(Extracted information)

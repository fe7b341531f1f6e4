use std::time::Instant;

use chrono::Utc;
use cotdesk_core::{generate_record_id, CotRecord, CotStatus, ProductCategory, QuestionType};
use cotdesk_records::DatasetStore;
use cotdesk_settings::Preferences;
use tracing::debug;

use crate::detail_view::DetailViewState;
use crate::list_view::ListViewState;
use crate::settings_view::SettingsViewState;
use crate::ui::widgets::{ConfirmationDialog, DialogResult};

/// The screens of the workbench
#[derive(Debug, Clone, PartialEq)]
pub enum Screen {
    CotList,
    CotDetail,
    Settings,
    /// Read-only detail opened from the settings questioner listing
    QuestionerDetail,
    /// Read-only detail opened from the settings product listing
    ProductDetail,
}

/// Application state: the store, one state struct per screen, and the
/// session preferences. All transitions are synchronous methods; the only
/// time-based behavior is forwarded through [`AppState::on_tick`].
pub struct AppState {
    pub store: DatasetStore,
    pub screen: Screen,
    pub list: ListViewState,
    pub detail: Option<DetailViewState>,
    pub settings: SettingsViewState,
    pub preferences: Preferences,
    pub confirmation_dialog: Option<ConfirmationDialog>,
    /// Id shown on the read-only questioner/product detail screens
    pub reference_id: Option<String>,
    /// Live mirror of the list filters as a query string
    pub query_mirror: String,
}

impl AppState {
    pub fn new(store: DatasetStore, initial_query: &str) -> Self {
        let list = ListViewState::from_query(initial_query);
        let query_mirror = list.query_string();
        AppState {
            store,
            screen: Screen::CotList,
            list,
            detail: None,
            settings: SettingsViewState::new(),
            preferences: Preferences::default(),
            confirmation_dialog: None,
            reference_id: None,
            query_mirror,
        }
    }

    /// Refresh the query mirror after any list filter change
    pub fn sync_query_mirror(&mut self) {
        self.query_mirror = self.list.query_string();
    }

    /// Open the detail editor for a record id
    pub fn open_detail(&mut self, id: &str) {
        debug!(id, "opening CoT detail");
        self.detail = Some(DetailViewState::load(&self.store, id));
        self.screen = Screen::CotDetail;
    }

    /// Open the editor on a freshly drafted record. The record reaches the
    /// store only through a successful save.
    pub fn create_cot(&mut self) {
        let now = Utc::now();
        let record = CotRecord {
            id: generate_record_id(),
            questioner_id: String::new(),
            product_ids: Vec::new(),
            product_category: ProductCategory::Securities,
            question_type: QuestionType::CustomerCharacteristics,
            question_text: String::new(),
            cot_steps: Vec::new(),
            answer_text: String::new(),
            cot_status: CotStatus::default(),
            created_at: now,
            updated_at: now,
        };
        debug!(id = %record.id, "drafting new CoT record");
        self.detail = Some(DetailViewState::new_record(record));
        self.screen = Screen::CotDetail;
    }

    /// Ask to leave the detail screen. A dirty draft prompts a blocking
    /// confirmation; a clean one leaves immediately.
    pub fn request_leave_detail(&mut self) {
        let dirty = self.detail.as_ref().map(|d| d.is_dirty()).unwrap_or(false);
        if dirty {
            self.confirmation_dialog = Some(
                ConfirmationDialog::new(
                    "변경사항 확인",
                    "변경사항을 저장하지 않고 나가시겠습니까?",
                )
                .dangerous()
                .with_buttons("나가기", "취소"),
            );
        } else {
            self.close_detail();
        }
    }

    /// Discard the draft and return to the list
    pub fn close_detail(&mut self) {
        self.detail = None;
        self.screen = Screen::CotList;
    }

    /// Apply a dialog outcome: confirm discards the draft and navigates,
    /// cancel leaves view and draft untouched.
    pub fn resolve_leave_dialog(&mut self, result: DialogResult) {
        match result {
            DialogResult::Confirmed => {
                self.confirmation_dialog = None;
                self.close_detail();
            }
            DialogResult::Cancelled => {
                self.confirmation_dialog = None;
            }
            DialogResult::Pending => {}
        }
    }

    pub fn open_settings(&mut self) {
        self.screen = Screen::Settings;
    }

    pub fn open_questioner_detail(&mut self, id: &str) {
        self.reference_id = Some(id.to_string());
        self.screen = Screen::QuestionerDetail;
    }

    pub fn open_product_detail(&mut self, id: &str) {
        self.reference_id = Some(id.to_string());
        self.screen = Screen::ProductDetail;
    }

    pub fn back_to_settings(&mut self) {
        self.reference_id = None;
        self.screen = Screen::Settings;
    }

    /// Periodic tick; drives the save-banner dismissal of an open detail
    pub fn on_tick(&mut self, now: Instant) {
        if let Some(detail) = &mut self.detail {
            detail.tick(now);
        }
    }
}

#[cfg(test)]
mod tests {
    use super::*;
    use crate::detail_view::SAVE_BANNER_DURATION;
    use pretty_assertions::assert_eq;

    fn app() -> AppState {
        AppState::new(DatasetStore::with_mock_data(), "")
    }

    #[test]
    fn test_initial_query_seeds_list_and_mirror() {
        let state = AppState::new(
            DatasetStore::with_mock_data(),
            "product_category=INSURANCE&age_band=AGE_40",
        );
        assert_eq!(
            state.query_mirror,
            "product_category=INSURANCE&age_band=AGE_40"
        );
        assert!(state.list.filters.product_category.is_some());
    }

    #[test]
    fn test_open_detail_switches_screen() {
        let mut state = app();
        state.open_detail("cot1");
        assert_eq!(state.screen, Screen::CotDetail);
        assert!(state.detail.as_ref().unwrap().is_found());
    }

    #[test]
    fn test_leaving_clean_detail_needs_no_confirmation() {
        let mut state = app();
        state.open_detail("cot1");
        state.request_leave_detail();
        assert!(state.confirmation_dialog.is_none());
        assert_eq!(state.screen, Screen::CotList);
        assert!(state.detail.is_none());
    }

    #[test]
    fn test_leaving_dirty_detail_prompts() {
        let mut state = app();
        state.open_detail("cot1");
        state.detail.as_mut().unwrap().set_question_text("바뀜");

        state.request_leave_detail();
        assert!(state.confirmation_dialog.is_some());
        // Still on the detail screen until the dialog resolves.
        assert_eq!(state.screen, Screen::CotDetail);
    }

    #[test]
    fn test_confirming_discards_the_draft() {
        let mut state = app();
        state.open_detail("cot1");
        state.detail.as_mut().unwrap().set_question_text("버려질 수정");
        state.request_leave_detail();

        state.resolve_leave_dialog(DialogResult::Confirmed);
        assert_eq!(state.screen, Screen::CotList);
        assert!(state.detail.is_none());
        // The store never saw the edit.
        assert_ne!(state.store.get_cot("cot1").unwrap().question_text, "버려질 수정");
    }

    #[test]
    fn test_declining_keeps_view_and_draft() {
        let mut state = app();
        state.open_detail("cot1");
        state.detail.as_mut().unwrap().set_question_text("계속 편집");
        state.request_leave_detail();

        state.resolve_leave_dialog(DialogResult::Cancelled);
        assert_eq!(state.screen, Screen::CotDetail);
        assert_eq!(
            state.detail.as_ref().unwrap().draft().unwrap().question_text,
            "계속 편집"
        );
        assert!(state.detail.as_ref().unwrap().is_dirty());
    }

    #[test]
    fn test_tick_is_forwarded_to_the_detail_banner() {
        let mut state = app();
        state.open_detail("cot1");
        let t0 = Instant::now();
        state
            .detail
            .as_mut()
            .unwrap()
            .save(&mut state.store, t0)
            .unwrap();
        assert!(state.detail.as_ref().unwrap().banner_visible());

        state.on_tick(t0 + SAVE_BANNER_DURATION);
        assert!(!state.detail.as_ref().unwrap().banner_visible());
    }

    #[test]
    fn test_created_record_reaches_store_only_on_save() {
        let mut state = app();
        let count = state.store.list_cots().len();
        state.create_cot();
        assert_eq!(state.screen, Screen::CotDetail);

        let id = state.detail.as_ref().unwrap().record_id().to_string();
        assert!(state.store.get_cot(&id).is_none());

        // An empty question blocks the first save.
        let detail = state.detail.as_mut().unwrap();
        assert!(detail.save(&mut state.store, Instant::now()).is_err());
        assert_eq!(state.store.list_cots().len(), count);

        let detail = state.detail.as_mut().unwrap();
        detail.set_question_text("새로 작성한 질문");
        detail.save(&mut state.store, Instant::now()).unwrap();
        assert_eq!(state.store.list_cots().len(), count + 1);
        assert!(state.store.get_cot(&id).is_some());
    }

    #[test]
    fn test_reference_detail_navigation() {
        let mut state = app();
        state.open_settings();
        state.open_questioner_detail("q2");
        assert_eq!(state.screen, Screen::QuestionerDetail);
        assert_eq!(state.reference_id.as_deref(), Some("q2"));

        state.back_to_settings();
        assert_eq!(state.screen, Screen::Settings);
        assert!(state.reference_id.is_none());
    }
}
impl AgeBand {
    pub const ALL: [AgeBand; 8] = [
        AgeBand::Age10,
        AgeBand::Age20,
        AgeBand::Age30,
        AgeBand::Age40,
        AgeBand::Age50,
        AgeBand::Age60,
        AgeBand::Age70,
        AgeBand::Age80Plus,
    ];

    pub fn as_str(self) -> &'static str {
        match self {
            AgeBand::Age10 => "AGE_10",
            AgeBand::Age20 => "AGE_20",
            AgeBand::Age30 => "AGE_30",
            AgeBand::Age40 => "AGE_40",
            AgeBand::Age50 => "AGE_50",
            AgeBand::Age60 => "AGE_60",
            AgeBand::Age70 => "AGE_70",
            AgeBand::Age80Plus => "AGE_80_PLUS",
        }
    }

    pub fn label(self) -> &'static str {
        match self {
            AgeBand::Age10 => "10대",
            AgeBand::Age20 => "20대",
            AgeBand::Age30 => "30대",
            AgeBand::Age40 => "40대",
            AgeBand::Age50 => "50대",
            AgeBand::Age60 => "60대",
            AgeBand::Age70 => "70대",
            AgeBand::Age80Plus => "80대 이상",
        }
    }
}

impl fmt::Display for AgeBand {
    fn fmt(&self, f: &mut fmt::Formatter<'_>) -> fmt::Result {
        write!(f, "{}", self.as_str())
    }
}

impl FromStr for AgeBand {
    type Err = EnumParseError;

    fn from_str(s: &str) -> Result<Self, Self::Err> {
        AgeBand::ALL
            .into_iter()
            .find(|band| band.as_str() == s)
            .ok_or_else(|| EnumParseError::new("age band", s))
    }
}

/// The thirteen product types; each belongs to exactly one category
#[derive(Debug, Clone, Copy, Serialize, Deserialize, PartialEq, Eq, Hash)]
#[serde(rename_all = "SCREAMING_SNAKE_CASE")]
pub enum ProductType {
    // Securities
    Equity,
    Bond,
    Reit,
    ShortTerm,
    Derivative,
    TrustPension,
    // Insurance
    Annuity,
    WholeLife,
    Term,
    Disease,
    Health,
    Cancer,
    Variable,
}

impl ProductType {
    pub const ALL: [ProductType; 13] = [
        ProductType::Equity,
        ProductType::Bond,
        ProductType::Reit,
        ProductType::ShortTerm,
        ProductType::Derivative,
        ProductType::TrustPension,
        ProductType::Annuity,
        ProductType::WholeLife,
        ProductType::Term,
        ProductType::Disease,
        ProductType::Health,
        ProductType::Cancer,
        ProductType::Variable,
    ];

    pub fn as_str(self) -> &'static str {
        match self {
            ProductType::Equity => "EQUITY",
            ProductType::Bond => "BOND",
            ProductType::Reit => "REIT",
            ProductType::ShortTerm => "SHORT_TERM",
            ProductType::Derivative => "DERIVATIVE",
            ProductType::TrustPension => "TRUST_PENSION",
            ProductType::Annuity => "ANNUITY",
            ProductType::WholeLife => "WHOLE_LIFE",
            ProductType::Term => "TERM",
            ProductType::Disease => "DISEASE",
            ProductType::Health => "HEALTH",
            ProductType::Cancer => "CANCER",
            ProductType::Variable => "VARIABLE",
        }
    }

    pub fn label(self) -> &'static str {
        match self {
            ProductType::Equity => "주식형",
            ProductType::Bond => "채권형",
            ProductType::Reit => "재간접",
            ProductType::ShortTerm => "단기금융",
            ProductType::Derivative => "파생형",
            ProductType::TrustPension => "신탁/퇴직연금",
            ProductType::Annuity => "연금",
            ProductType::WholeLife => "종신",
            ProductType::Term => "정기",
            ProductType::Disease => "질병",
            ProductType::Health => "건강",
            ProductType::Cancer => "암",
            ProductType::Variable => "변액",
        }
    }

    /// The category this type belongs to
    pub fn category(self) -> ProductCategory {
        match self {
            ProductType::Equity
            | ProductType::Bond
            | ProductType::Reit
            | ProductType::ShortTerm
            | ProductType::Derivative
            | ProductType::TrustPension => ProductCategory::Securities,
            ProductType::Annuity
            | ProductType::WholeLife
            | ProductType::Term
            | ProductType::Disease
            | ProductType::Health
            | ProductType::Cancer
            | ProductType::Variable => ProductCategory::Insurance,
        }
    }
}

impl fmt::Display for ProductType {
    fn fmt(&self, f: &mut fmt::Formatter<'_>) -> fmt::Result {
        write!(f, "{}", self.as_str())
    }
}

impl FromStr for ProductType {
    type Err = EnumParseError;

    fn from_str(s: &str) -> Result<Self, Self::Err> {
        ProductType::ALL
            .into_iter()
            .find(|pt| pt.as_str() == s)
            .ok_or_else(|| EnumParseError::new("product type", s))
    }
}

/// A Chain-of-Thought training record under curation
#[derive(Debug, Clone, Serialize, Deserialize, PartialEq)]
pub struct CotRecord {
    pub id: String,
    #[serde(rename = "questionerId")]
    pub questioner_id: String,
    #[serde(rename = "productIds")]
    pub product_ids: Vec<String>,
    #[serde(rename = "productCategory")]
    pub product_category: ProductCategory,
    #[serde(rename = "questionType")]
    pub question_type: QuestionType,
    #[serde(rename = "questionText")]
    pub question_text: String,
    #[serde(rename = "cotSteps")]
    pub cot_steps: Vec<String>,
    #[serde(rename = "answerText")]
    pub answer_text: String,
    #[serde(rename = "cotStatus", default)]
    pub cot_status: CotStatus,
    #[serde(rename = "createdAt")]
    pub created_at: DateTime<Utc>,
    #[serde(rename = "updatedAt")]
    pub updated_at: DateTime<Utc>,
}

/// A questioner persona a CoT record is attributed to (read-only here)
#[derive(Debug, Clone, Serialize, Deserialize, PartialEq)]
pub struct Questioner {
    pub id: String,
    pub gender: Gender,
    #[serde(rename = "ageBand")]
    pub age_band: AgeBand,
    #[serde(rename = "productCategory")]
    pub product_category: ProductCategory,
    #[serde(rename = "customerRiskProfile")]
    pub customer_risk_profile: String,
    #[serde(rename = "crossSubscription")]
    pub cross_subscription: String,
    #[serde(rename = "productList")]
    pub product_list: Vec<String>,
    #[serde(rename = "productCount")]
    pub product_count: u32,
    #[serde(rename = "createdAt")]
    pub created_at: DateTime<Utc>,
    #[serde(rename = "updatedAt")]
    pub updated_at: DateTime<Utc>,
}

/// A financial product a CoT record may reference (read-only here)
#[derive(Debug, Clone, Serialize, Deserialize, PartialEq)]
pub struct Product {
    pub id: String,
    pub name: String,
    #[serde(rename = "productCategory")]
    pub product_category: ProductCategory,
    #[serde(rename = "productType")]
    pub product_type: ProductType,
    pub maturity: String,
    #[serde(rename = "yield")]
    pub yield_desc: String,
    #[serde(rename = "riskGrade")]
    pub risk_grade: String,
    #[serde(rename = "taxBenefit")]
    pub tax_benefit: String,
    #[serde(rename = "paymentType")]
    pub payment_type: String,
    #[serde(rename = "lossRate")]
    pub loss_rate: String,
    pub liquidity: String,
    #[serde(rename = "searchKeywords")]
    pub search_keywords: String,
    pub note: String,
    #[serde(rename = "createdAt")]
    pub created_at: DateTime<Utc>,
    #[serde(rename = "updatedAt")]
    pub updated_at: DateTime<Utc>,
}

#[cfg(test)]
mod tests {
    use super::*;
    use pretty_assertions::assert_eq;

    #[test]
    fn test_wire_values_round_trip() {
        for band in AgeBand::ALL {
            assert_eq!(band.as_str().parse::<AgeBand>().unwrap(), band);
        }
        for qt in QuestionType::ALL {
            assert_eq!(qt.as_str().parse::<QuestionType>().unwrap(), qt);
        }
        for st in CotStatus::ALL {
            assert_eq!(st.as_str().parse::<CotStatus>().unwrap(), st);
        }
    }

    #[test]
    fn test_serde_uses_wire_values() {
        let json = serde_json::to_string(&AgeBand::Age80Plus).unwrap();
        assert_eq!(json, "\"AGE_80_PLUS\"");
        let json = serde_json::to_string(&CotStatus::ReviewRequested).unwrap();
        assert_eq!(json, "\"REVIEW_REQUESTED\"");
        let parsed: ProductType = serde_json::from_str("\"SHORT_TERM\"").unwrap();
        assert_eq!(parsed, ProductType::ShortTerm);
    }

    #[test]
    fn test_unknown_wire_value_is_rejected() {
        let err = "STOCKS".parse::<ProductCategory>().unwrap_err();
        assert_eq!(err.value, "STOCKS");
    }

    #[test]
    fn test_product_type_category_mapping() {
        assert_eq!(
            ProductType::Equity.category(),
            ProductCategory::Securities
        );
        assert_eq!(
            ProductType::TrustPension.category(),
            ProductCategory::Securities
        );
        assert_eq!(ProductType::Cancer.category(), ProductCategory::Insurance);
        assert_eq!(
            ProductType::Variable.category(),
            ProductCategory::Insurance
        );

        let securities = ProductType::ALL
            .iter()
            .filter(|pt| pt.category() == ProductCategory::Securities)
            .count();
        assert_eq!(securities, 6);
        assert_eq!(ProductType::ALL.len() - securities, 7);
    }

    #[test]
    fn test_default_status_is_draft() {
        assert_eq!(CotStatus::default(), CotStatus::Draft);
    }
}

(End Extracted information)

### Work instructions
Copy out, from the records above, every line that holds the string "ProductDetail".

### Result
    ProductDetail,
        self.screen = Screen::ProductDetail;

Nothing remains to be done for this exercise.